What You Should Tag On Your Blog Or Website
The search engines can generally read text, so they know and understand the words that are written. Images, however, are mostly unreadable and unrecognizable to the computer trying to read them. Either way, all written text, images, videos, and other content should be accurately tagged throughout your website or blog to assist the search engines in knowing what your content is and who would be interested in seeing it.
The more tags you have on every part of your website the more accurately the search engine will be able to match your content to the keywords that people search for. In that respect, it’s important to have as many different similar keywords as you can to make sure you match up as often as possible to potential customers.

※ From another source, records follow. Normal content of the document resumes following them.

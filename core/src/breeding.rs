//! Breeding engine — one parent, the environment, and mutation.
//!
//! For each trait, in `Trait::ALL` order:
//!   1. Parental allele: one of the parent's two, picked uniformly.
//!   2. Second allele: near the target of the first matching environmental
//!      influence, or drawn from the wild baseline when none applies.
//!   3. Mutation: each of the two alleles rolls independently.
//!
//! RULE: Same parent genotype + same token list + same generator state
//! produces the same child. Offspring preview depends on this.
//!
//! Unrecognised tokens are ignored. Callers have already checked that the
//! tokens are things the pet actually owns.

use crate::{
    config::{EnvironmentConfig, GeneticsConfig, MutationConfig},
    genome::{wild_ability, Genome, Genotype},
    rng::SeededRng,
    types::{Allele, NumericTrait, SpecialAbility, Trait},
};
use std::collections::BTreeMap;

/// Targets bound by the active tokens, keyed by trait.
pub type InfluenceTargets = BTreeMap<NumericTrait, Allele>;

/// Walk the influence table in order; the first listed token that is
/// present binds its trait.
pub fn resolve_influences<S: AsRef<str>>(env: &EnvironmentConfig, tokens: &[S]) -> InfluenceTargets {
    let mut targets = InfluenceTargets::new();
    for row in &env.influences {
        if targets.contains_key(&row.target) {
            continue;
        }
        if tokens.iter().any(|t| t.as_ref() == row.token) {
            targets.insert(row.target, row.value);
        }
    }
    targets
}

/// Produce a child genome. Never fails.
pub fn breed<S: AsRef<str>>(
    parent: &Genome,
    tokens: &[S],
    rng: &mut SeededRng,
    config: &GeneticsConfig,
) -> Genome {
    let targets = resolve_influences(&config.environment, tokens);
    if !targets.is_empty() {
        log::debug!("Environmental influences active: {targets:?}");
    }

    let parent_genotype = parent.genotype();
    let mut child = Genotype::uniform(0);

    for t in Trait::ALL {
        match t {
            Trait::Numeric(n) => {
                let inherited = pick_allele(parent_genotype.numeric(n), rng);
                let second = match targets.get(&n) {
                    Some(&target) => environmental_allele(target, rng, config),
                    None => {
                        let range = config.wild.range_for(n.kind());
                        rng.next_int(range.min, range.max)
                    }
                };
                let inherited = maybe_mutate_numeric(n, inherited, rng, &config.mutation);
                let second = maybe_mutate_numeric(n, second, rng, &config.mutation);
                *child.numeric_mut(n) = [inherited, second];
            }
            Trait::SpecialAbility => {
                let inherited = pick_allele(&parent_genotype.special_ability, rng);
                let second = wild_ability(rng, &config.wild);
                let inherited = maybe_mutate_ability(inherited, rng, &config.mutation);
                let second = maybe_mutate_ability(second, rng, &config.mutation);
                child.special_ability = [inherited, second];
            }
        }
    }

    Genome::from_genotype(child, rng)
}

fn pick_allele<T: Copy>(pair: &[T; 2], rng: &mut SeededRng) -> T {
    match rng.choice(pair) {
        Some(&allele) => allele,
        None => pair[0],
    }
}

fn environmental_allele(target: Allele, rng: &mut SeededRng, config: &GeneticsConfig) -> Allele {
    let jitter = config.environment.jitter;
    let offset = rng.next_int(jitter.saturating_neg(), jitter.saturating_add(1));
    target.saturating_add(offset).max(config.mutation.allele_floor)
}

fn maybe_mutate_numeric(
    t: NumericTrait,
    allele: Allele,
    rng: &mut SeededRng,
    mutation: &MutationConfig,
) -> Allele {
    if !rng.chance(mutation.rate) {
        return allele;
    }
    let mutated = mutate_numeric(allele, rng, mutation);
    log::debug!("Mutation on {t}: {allele} -> {mutated}");
    mutated
}

fn maybe_mutate_ability(
    allele: Option<SpecialAbility>,
    rng: &mut SeededRng,
    mutation: &MutationConfig,
) -> Option<SpecialAbility> {
    if !rng.chance(mutation.rate) {
        return allele;
    }
    let mutated = mutate_ability(allele, rng);
    log::debug!("Mutation on specialAbility: {allele:?} -> {mutated:?}");
    mutated
}

/// Shift by ±step (direction is a fair coin), floored.
pub fn mutate_numeric(allele: Allele, rng: &mut SeededRng, mutation: &MutationConfig) -> Allele {
    let shifted = if rng.chance(0.5) {
        allele.saturating_add(mutation.step)
    } else {
        allele.saturating_sub(mutation.step)
    };
    shifted.max(mutation.allele_floor)
}

/// Null gains a catalog ability. A present ability either clears or
/// becomes a different catalog entry; it never stays the same.
pub fn mutate_ability(allele: Option<SpecialAbility>, rng: &mut SeededRng) -> Option<SpecialAbility> {
    match allele {
        None => rng.choice(&SpecialAbility::CATALOG).copied(),
        Some(current) => {
            if rng.chance(0.5) {
                return None;
            }
            let others: Vec<SpecialAbility> = SpecialAbility::CATALOG
                .into_iter()
                .filter(|a| *a != current)
                .collect();
            rng.choice(&others).copied()
        }
    }
}
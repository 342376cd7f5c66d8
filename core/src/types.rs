//! Shared primitive types used across the heredity engine.
//!
//! RULE: The trait catalog is closed. Every per-trait loop walks
//! `Trait::ALL` in order, and that order fixes how much entropy each
//! operation consumes from the generator. Never reorder — only append.

use serde::{Deserialize, Serialize};
use std::fmt;

/// One stored value for a numeric trait.
pub type Allele = i32;

/// Exactly two alleles per trait.
pub type AllelePair<T> = [T; 2];

/// Numeric traits: the five personality axes plus the physiological pair.
#[derive(Debug, Clone, Copy, PartialEq, Eq, Hash, PartialOrd, Ord, Serialize, Deserialize)]
pub enum NumericTrait {
    Adventurer,
    Nurturer,
    Mischievous,
    Intellectual,
    Recluse,
    #[serde(rename = "metabolism")]
    Metabolism,
    #[serde(rename = "moodSensitivity")]
    MoodSensitivity,
}

/// Which baseline population a numeric trait draws its wild alleles from.
#[derive(Debug, Clone, Copy, PartialEq, Eq)]
pub enum NumericKind {
    /// Typically 0–100.
    Personality,
    /// Typically 1–10.
    Physiological,
}

impl NumericTrait {
    pub const ALL: [NumericTrait; 7] = [
        Self::Adventurer,
        Self::Nurturer,
        Self::Mischievous,
        Self::Intellectual,
        Self::Recluse,
        Self::Metabolism,
        Self::MoodSensitivity,
    ];

    pub const PERSONALITY: [NumericTrait; 5] = [
        Self::Adventurer,
        Self::Nurturer,
        Self::Mischievous,
        Self::Intellectual,
        Self::Recluse,
    ];

    pub const fn kind(self) -> NumericKind {
        match self {
            Self::Adventurer
            | Self::Nurturer
            | Self::Mischievous
            | Self::Intellectual
            | Self::Recluse => NumericKind::Personality,
            Self::Metabolism | Self::MoodSensitivity => NumericKind::Physiological,
        }
    }

    /// Key used in genetic-code payloads.
    pub const fn key(self) -> &'static str {
        match self {
            Self::Adventurer      => "Adventurer",
            Self::Nurturer        => "Nurturer",
            Self::Mischievous     => "Mischievous",
            Self::Intellectual    => "Intellectual",
            Self::Recluse         => "Recluse",
            Self::Metabolism      => "metabolism",
            Self::MoodSensitivity => "moodSensitivity",
        }
    }
}

impl fmt::Display for NumericTrait {
    fn fmt(&self, f: &mut fmt::Formatter<'_>) -> fmt::Result {
        f.write_str(self.key())
    }
}

/// Any trait in the genome.
#[derive(Debug, Clone, Copy, PartialEq, Eq, Hash, PartialOrd, Ord)]
pub enum Trait {
    Numeric(NumericTrait),
    SpecialAbility,
}

impl Trait {
    pub const ALL: [Trait; 8] = [
        Self::Numeric(NumericTrait::Adventurer),
        Self::Numeric(NumericTrait::Nurturer),
        Self::Numeric(NumericTrait::Mischievous),
        Self::Numeric(NumericTrait::Intellectual),
        Self::Numeric(NumericTrait::Recluse),
        Self::Numeric(NumericTrait::Metabolism),
        Self::Numeric(NumericTrait::MoodSensitivity),
        Self::SpecialAbility,
    ];

    pub const fn key(self) -> &'static str {
        match self {
            Self::Numeric(t)     => t.key(),
            Self::SpecialAbility => "specialAbility",
        }
    }
}

impl From<NumericTrait> for Trait {
    fn from(t: NumericTrait) -> Self {
        Self::Numeric(t)
    }
}

impl fmt::Display for Trait {
    fn fmt(&self, f: &mut fmt::Formatter<'_>) -> fmt::Result {
        f.write_str(self.key())
    }
}

/// Rare categorical abilities. Absence is modelled as `None`.
#[derive(Debug, Clone, Copy, PartialEq, Eq, Hash, Serialize, Deserialize)]
pub enum SpecialAbility {
    #[serde(rename = "Night Owl")]
    NightOwl,
    #[serde(rename = "Photosynthetic")]
    Photosynthetic,
}

impl SpecialAbility {
    pub const CATALOG: [SpecialAbility; 2] = [Self::NightOwl, Self::Photosynthetic];

    pub const fn label(self) -> &'static str {
        match self {
            Self::NightOwl       => "Night Owl",
            Self::Photosynthetic => "Photosynthetic",
        }
    }
}

impl fmt::Display for SpecialAbility {
    fn fmt(&self, f: &mut fmt::Formatter<'_>) -> fmt::Result {
        f.write_str(self.label())
    }
}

If there are two identical websites, one with an exact match tag, and one without, the website with the correct match will show higher in the rankings than the one without.
What Google Tag Manager Does
Now that you know a lot about tags, you need to learn how you can get the most relevant tags for your website possible. There is a program for your WordPress site called Google Tag Manager that is specifically designed to update all of the tracking codes that the search engines are looking for as they pertain to your website.

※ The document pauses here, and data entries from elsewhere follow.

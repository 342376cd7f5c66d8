//! A lineage context: one pet's generator plus its genome.
//!
//! RULE: A `Lineage` exclusively owns its generator. Every draw for this
//! pet (breeding, allele edits, phenotype refresh) goes through it, and
//! all access must be serialized by whoever holds the `Lineage`.
//!
//! `genesis` is the only place in the crate allowed to read true entropy,
//! and only to mint the initial seed.

use crate::{
    breeding,
    codec::GeneticCodec,
    config::GeneticsConfig,
    error::GeneticsResult,
    genome::Genome,
    rng::{Seed, SeededRng},
    snapshot::LineageSnapshot,
    types::{Allele, NumericTrait},
};

#[derive(Debug, Clone, PartialEq, Eq)]
pub struct Lineage {
    pub generation: u32,
    pub rng:        SeededRng,
    pub genome:     Genome,
}

impl Lineage {
    /// A brand new wild pet with an entropy-minted seed.
    pub fn genesis(config: &GeneticsConfig) -> Self {
        let seed: u32 = rand::random();
        log::info!("Genesis with minted seed {seed}");
        Self::from_seed(seed, config)
    }

    /// A wild pet from a known seed.
    pub fn from_seed(seed: impl Into<Seed>, config: &GeneticsConfig) -> Self {
        let mut rng = SeededRng::new(seed);
        let genome = Genome::wild(&mut rng, config);
        Self {
            generation: 1,
            rng,
            genome,
        }
    }

    /// A generation-1 pet decoded from a genetic code string.
    pub fn import(dna: &str, codec: &GeneticCodec) -> GeneticsResult<Self> {
        let genome = codec.deserialize(dna)?;
        Ok(Self {
            generation: 1,
            rng: SeededRng::new(dna),
            genome,
        })
    }

    pub fn export(&self, codec: &GeneticCodec) -> GeneticsResult<String> {
        codec.serialize(&self.genome)
    }

    /// The child `confirm_offspring` would produce, without advancing
    /// this lineage's generator.
    pub fn preview_offspring<S: AsRef<str>>(&self, tokens: &[S], config: &GeneticsConfig) -> Genome {
        let mut scratch = self.rng.clone();
        breeding::breed(&self.genome, tokens, &mut scratch, config)
    }

    /// Breed for real. The child gets its own generator, seeded from the
    /// parent's next draw.
    pub fn confirm_offspring<S: AsRef<str>>(
        &mut self,
        tokens: &[S],
        config: &GeneticsConfig,
    ) -> Lineage {
        let genome = breeding::breed(&self.genome, tokens, &mut self.rng, config);
        let child_seed = self.rng.next_u32();
        let generation = self.generation.saturating_add(1);
        log::info!(
            "Generation {generation} born (seed {child_seed}, archetype {})",
            genome.phenotype().dominant_archetype()
        );
        Lineage {
            generation,
            rng: SeededRng::new(child_seed),
            genome,
        }
    }

    /// Shift both alleles of a trait (e.g. a consumable), floored at the
    /// configured allele floor, then refresh the phenotype.
    pub fn shift_alleles(&mut self, t: NumericTrait, delta: Allele, config: &GeneticsConfig) {
        self.genome
            .shift_numeric(t, delta, config.mutation.allele_floor, &mut self.rng);
    }

    pub fn snapshot(&self) -> LineageSnapshot {
        LineageSnapshot::capture(self)
    }
}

It has a web-based interface for the user and enables the configuration and deployment of all the tags on your website. It is designed to reduce errors and helps the average webmaster make rapid changes to their tags without calling in a developer.
Google Tag Manager can fire a tag in response to triggers as a visitor scrolls down the page and keep the search engine informed at the same time. It can take care of all relevant tags, no need to add tags manually, and replace all of them immediately. It should eliminate the need to have each type and part of the website content individually tagged. With Tag Manager all of the website tags are kept in one place, easy to find and adjust.
How To Install Google Tag Manager
Tag Manager is free to use and install. First, you’ll need to set up an account at tagmanager.google. com. It will configure a new container that will hold all of your relevant tags automatically. You can add as many different containers to your account as you wish.
Tag Manager will instruct you on how to add the container snippet to your website. Plus it will instruct you how to remove your old existing tags. If you have a mobile app, you’ll need the Firebase SDK for Android to assist you. At that point you can add your tags and the publish your website.
You Can Add A New Container At Any Time
Just go to Tag Manager and look for the Accounts tab. Then choose “Create Container” there. At that time you’ll enter a name for the container that is as descriptive as possible. Then select the type of content that you’ll be entering, like web content, AMP, Android, or IOS content. You’ll also need to click on either Firebase SDK or other SDKs if you’re going to enter mobile content.
If You’re Having Trouble Following The Instructions There Are Videos Online
It can be confusing following written instructions online, especially if you run into a situation where the desired tab or item you need to click on isn’t immediately visible. In that case, it’s a wise move to do a YouTube Search for a video and watch several of them to see exactly where to find each tab or link to get where you need to go.
You’ll find that there are nearly a hundred videos online that will show you how to add Google Tag Manager to a WordPress site. You can watch several of them to get the most complete instructions possible and eventually become an expert in the field.